Common Mistakes to Avoid
- Using persistent connections - Lambda containers are recycled. Connection pools do not persist across invocations.
- Ignoring cold starts - Cold starts add 500ms-2s latency. Warm functions with scheduled CloudWatch Events.
- Uploading large packages - Include only production dependencies. Exclude tests, node_modules, and development files.
- Hardcoding environment variables - Use environment-specific configuration files or parameter store.
- Forgetting IAM permissions - Lambda functions need IAM roles with appropriate permissions for S3, DynamoDB, etc.
Frequently Asked Questions
Does Bref support Laravel and Symfony?
Yes. Bref provides runtime configurations for both Laravel and Symfony. Follow the framework-specific guides in the Bref documentation.
How does serverless PHP handle file uploads?
Store uploads in S3. Lambda’s /tmp directory is limited to 512MB and is not shared between invocations.
What PHP extensions are available in Bref?

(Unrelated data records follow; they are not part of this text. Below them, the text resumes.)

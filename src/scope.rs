//! Scope filter restricting an analysis run to a subset of the event log.

use crate::events::RawEvent;
use crate::reconstruct::{Activity, ActivityStatus, Reconstruction};
use chrono::{DateTime, Utc};
use serde::{Deserialize, Serialize};
use std::collections::HashSet;

/// Half-open time window `[start, end)`. Either side may be open.
#[derive(Debug, Clone, Default, PartialEq, Serialize, Deserialize)]
pub struct DateRange {
    pub start: Option<DateTime<Utc>>,
    pub end: Option<DateTime<Utc>>,
}

impl DateRange {
    pub fn contains(&self, t: DateTime<Utc>) -> bool {
        self.start.map_or(true, |s| t >= s) && self.end.map_or(true, |e| t < e)
    }
}

/// Every set field must match; unset fields match everything.
#[derive(Debug, Clone, Default, PartialEq, Serialize, Deserialize)]
#[serde(default)]
pub struct ScopeFilter {
    pub resource: Option<String>,
    pub case_ids: Option<Vec<String>>,
    pub status_in: Option<Vec<ActivityStatus>>,
    pub date_range: Option<DateRange>,
}

impl ScopeFilter {
    pub fn is_empty(&self) -> bool {
        self == &Self::default()
    }

    fn case_matches(&self, case_id: &str) -> bool {
        self.case_ids
            .as_ref()
            .map_or(true, |ids| ids.iter().any(|c| c == case_id))
    }

    /// Event-level match. `status_in` has no event-level meaning and is ignored.
    pub fn matches_event(&self, event: &RawEvent) -> bool {
        self.case_matches(&event.case_id)
            && self
                .resource
                .as_ref()
                .map_or(true, |r| event.resource.as_deref() == Some(r.as_str()))
            && self
                .date_range
                .as_ref()
                .map_or(true, |d| d.contains(event.timestamp))
    }

    /// Activity-level match; the date range applies to the first known
    /// lifecycle timestamp.
    pub fn matches_activity(&self, activity: &Activity) -> bool {
        self.case_matches(&activity.case_id)
            && self.resource.as_ref().map_or(true, |r| &activity.resource == r)
            && self
                .status_in
                .as_ref()
                .map_or(true, |s| s.contains(&activity.status))
            && self.date_range.as_ref().map_or(true, |d| {
                activity.first_seen().is_some_and(|t| d.contains(t))
            })
    }

    pub fn apply_to_events(&self, events: &[RawEvent]) -> Vec<RawEvent> {
        events.iter().filter(|e| self.matches_event(e)).cloned().collect()
    }

    /// Keep in-scope activities and the cases that still own at least one.
    /// Case counters are refreshed from the narrowed activity set.
    pub fn apply_to_reconstruction(&self, reconstruction: Reconstruction) -> Reconstruction {
        if self.is_empty() {
            return reconstruction;
        }
        let activities: Vec<Activity> = reconstruction
            .activities
            .into_iter()
            .filter(|a| self.matches_activity(a))
            .collect();
        let kept: HashSet<&str> = activities.iter().map(|a| a.case_id.as_str()).collect();
        let cases = reconstruction
            .cases
            .into_iter()
            .filter(|c| kept.contains(c.case_id.as_str()))
            .collect();
        let mut narrowed = Reconstruction { activities, cases };
        narrowed.refresh_case_counts();
        narrowed
    }
}

#[cfg(test)]
mod tests {
    use super::*;
    use crate::events::Transition;
    use crate::reconstruct::Discriminator;
    use chrono::TimeZone;

    fn at(h: u32) -> DateTime<Utc> {
        Utc.with_ymd_and_hms(2024, 3, 1, h, 0, 0).unwrap()
    }

    fn activity(case: &str, resource: &str, status: ActivityStatus, h: u32) -> Activity {
        Activity {
            case_id: case.into(),
            activity: "a".into(),
            instance: Discriminator::Derived(0),
            resource: resource.into(),
            scheduled_at: None,
            started_at: Some(at(h)),
            completed_at: None,
            planned_duration_seconds: None,
            actual_duration_seconds: None,
            status,
            failure_description: None,
            is_anomaly: false,
            anomaly_score: 0.0,
        }
    }

    #[test]
    fn test_empty_filter_matches_all() {
        let f = ScopeFilter::default();
        assert!(f.is_empty());
        assert!(f.matches_activity(&activity("c1", "r", ActivityStatus::Success, 1)));
    }

    #[test]
    fn test_combined_predicates() {
        let f = ScopeFilter {
            resource: Some("/ov/oven".into()),
            status_in: Some(vec![ActivityStatus::Failed]),
            date_range: Some(DateRange {
                start: Some(at(8)),
                end: Some(at(12)),
            }),
            ..Default::default()
        };
        assert!(f.matches_activity(&activity("c1", "/ov/oven", ActivityStatus::Failed, 9)));
        assert!(!f.matches_activity(&activity("c1", "/ov/oven", ActivityStatus::Success, 9)));
        assert!(!f.matches_activity(&activity("c1", "/ov/oven", ActivityStatus::Failed, 12)));
        assert!(!f.matches_activity(&activity("c1", "/mm/mill", ActivityStatus::Failed, 9)));
    }

    #[test]
    fn test_event_filter_by_case() {
        let f = ScopeFilter {
            case_ids: Some(vec!["c2".into()]),
            ..Default::default()
        };
        let event = RawEvent {
            case_id: "c1".into(),
            activity: "a".into(),
            resource: None,
            transition: Transition::Start,
            outcome: None,
            timestamp: at(1),
            instance: None,
            planned_duration: None,
            service_duration: None,
            failure_description: None,
        };
        assert!(!f.matches_event(&event));
        let other = RawEvent {
            case_id: "c2".into(),
            ..event.clone()
        };
        assert_eq!(f.apply_to_events(&[event, other]).len(), 1);
    }

    #[test]
    fn test_reconstruction_drops_empty_cases() {
        let r = crate::reconstruct::reconstruct(&[]);
        assert!(r.cases.is_empty());
        let f = ScopeFilter {
            resource: Some("x".into()),
            ..Default::default()
        };
        assert!(f.apply_to_reconstruction(r).activities.is_empty());
    }
}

Bref includes common extensions: PDO, MySQL, PostgreSQL, Redis, imagick, gd, mbstring, and more. Custom extensions can be compiled as Lambda layers.
Can I run PHP CLI commands on Lambda?
Yes. Define CLI functions in serverless.yaml with a schedule event for cron-like execution.
How do I handle database migrations?
Run migrations as a separate CLI function. Execute serverless invoke --function migrate after deployment.
What is the maximum Lambda execution time?
15 minutes for asynchronous functions. API Gateway functions have a 29-second timeout.
How does serverless PHP compare to traditional hosting?
Serverless excels for variable traffic patterns, reduces operational overhead, and can be cheaper for low-to-medium traffic sites. Traditional hosting is simpler to set up and predict costs for steady traffic.
Conclusion
Serverless PHP with Bref opens new deployment possibilities for PHP developers. The combination of Lambda’s automatic scaling, pay-per-execution pricing, and Bref’s PHP runtime makes it practical and cost-effective.
Start with a simple API endpoint. Add more functions as you become comfortable with the deployment workflow. Monitor costs and cold start latency. Adjust configuration as your traffic patterns evolve.
The serverless approach lets you focus on writing PHP code instead of managing infrastructure. Give it a try with your next project.